I don't really understand what the actual comments were. Someone said "I say no you then convince me to have sex"? Someone said "Having a new baby is a novelty for you"?

2ndtimemum2 · 26/03/2021 08:26

This makes absolutely no sense

Sillysandy · 26/03/2021 08:28

Subtitles please

Bluntness100 · 26/03/2021 08:30

I think having a baby is of course a novelty until you adjust.

As for the sex thing it sounds like someone is agreeing to sex when they’d rather not, but you’d need to know the conversation. And what occured prior to them agreeing to judge it.

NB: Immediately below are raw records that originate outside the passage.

//! Remappable key bindings for selection actions.

use serde::Deserialize;

use crate::combo::{ComboError, ParsedCombo};
use crate::event::KeyEvent;
use crate::platform::Platform;

/// A keyboard action on a selectable collection.
#[derive(Debug, Clone, Copy, PartialEq, Eq, Hash, Deserialize)]
#[serde(rename_all = "kebab-case")]
pub enum SelectionAction {
    SelectAll,
    Copy,
    Cut,
    Paste,
    /// Delete the selection, then clear it.
    Delete,
    /// Clear the selection without deleting.
    Clear,
    Next,
    Previous,
    First,
    Last,
}

impl SelectionAction {
    /// Whether this action moves the selection rather than acting on it.
    pub fn is_navigation(self) -> bool {
        matches!(
            self,
            SelectionAction::Next
                | SelectionAction::Previous
                | SelectionAction::First
                | SelectionAction::Last
        )
    }
}

/// Combo → action table. Checked in insertion order.
#[derive(Debug, Clone, PartialEq, Eq)]
pub struct SelectionKeymap {
    bindings: Vec<(ParsedCombo, SelectionAction)>,
}

impl SelectionKeymap {
    /// A keymap with no bindings.
    pub fn empty() -> Self {
        Self {
            bindings: Vec::new(),
        }
    }

    /// Add a binding, keeping any existing ones for `action`.
    pub fn bind(&mut self, action: SelectionAction, combo: &str) -> Result<(), ComboError> {
        let parsed = ParsedCombo::try_parse(combo)?;
        self.bindings.push((parsed, action));
        Ok(())
    }

    /// Replace every binding for `action` with `combo`.
    pub fn rebind(&mut self, action: SelectionAction, combo: &str) -> Result<(), ComboError> {
        let parsed = ParsedCombo::try_parse(combo)?;
        self.bindings.retain(|(_, a)| *a != action);
        self.bindings.push((parsed, action));
        Ok(())
    }

    /// The action bound to `event`, if any.
    pub fn action_for(&self, event: &KeyEvent, platform: Platform) -> Option<SelectionAction> {
        self.bindings
            .iter()
            .find(|(combo, _)| combo.matches(event, platform))
            .map(|(_, action)| *action)
    }

    /// Canonical combos bound to `action`.
    pub fn combos_for(&self, action: SelectionAction) -> Vec<String> {
        self.bindings
            .iter()
            .filter(|(_, a)| *a == action)
            .map(|(combo, _)| combo.to_string())
            .collect()
    }
}

impl Default for SelectionKeymap {
    fn default() -> Self {
        let defaults = [
            ("mod+a", SelectionAction::SelectAll),
            ("mod+c", SelectionAction::Copy),
            ("mod+x", SelectionAction::Cut),
            ("mod+v", SelectionAction::Paste),
            ("delete", SelectionAction::Delete),
            ("backspace", SelectionAction::Delete),
            ("escape", SelectionAction::Clear),
            ("down", SelectionAction::Next),
            ("right", SelectionAction::Next),
            ("up", SelectionAction::Previous),
            ("left", SelectionAction::Previous),
            ("home", SelectionAction::First),
            ("end", SelectionAction::Last),
        ];
        Self {
            bindings: defaults
                .into_iter()
                .map(|(combo, action)| (ParsedCombo::parse(combo), action))
                .collect(),
        }
    }
}
//! Splitting matched text into highlighted and plain runs for rendering.

/// A run of text that is either all matched or all unmatched.
#[derive(Debug, Clone, PartialEq, Eq)]
pub struct Segment {
    pub text: String,
    pub highlight: bool,
}

/// Split `text` into alternating runs using matched char `indices`.
///
/// Adjacent highlighted chars merge into one segment. Indices past the end
/// of the text are ignored. The result always holds at least one segment, so
/// empty text yields a single empty plain run.
pub fn highlight_segments(text: &str, indices: &[usize]) -> Vec<Segment> {
    if text.is_empty() || indices.is_empty() {
        return vec![Segment {
            text: text.to_string(),
            highlight: false,
        }];
    }
    let mut segments: Vec<Segment> = Vec::new();
    for (i, c) in text.chars().enumerate() {
        let highlight = indices.contains(&i);
        match segments.last_mut() {
            Some(last) if last.highlight == highlight => last.text.push(c),
            _ => segments.push(Segment {
                text: c.to_string(),
                highlight,
            }),
        }
    }
    segments
}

PeoniesandRose · 26/03/2021 08:32

Sorry.

So my friend while in a relationship her ex was sexually coercive, Df has said look her is an example where I've said I didn't want sex but in her words he wouldn't let up an convinced her to have sex. He is saying clearly you wanted sex, you said in other messages you've enjoyed it, so now she is wondering if it even was coercion. Now to me I know my friend, I know she wouldn't lie about that but to an outsider if you read a text like that where the alleged victim says I said no and you convince me would you think ok clearly she didn't want sex and effectively it's coercion ?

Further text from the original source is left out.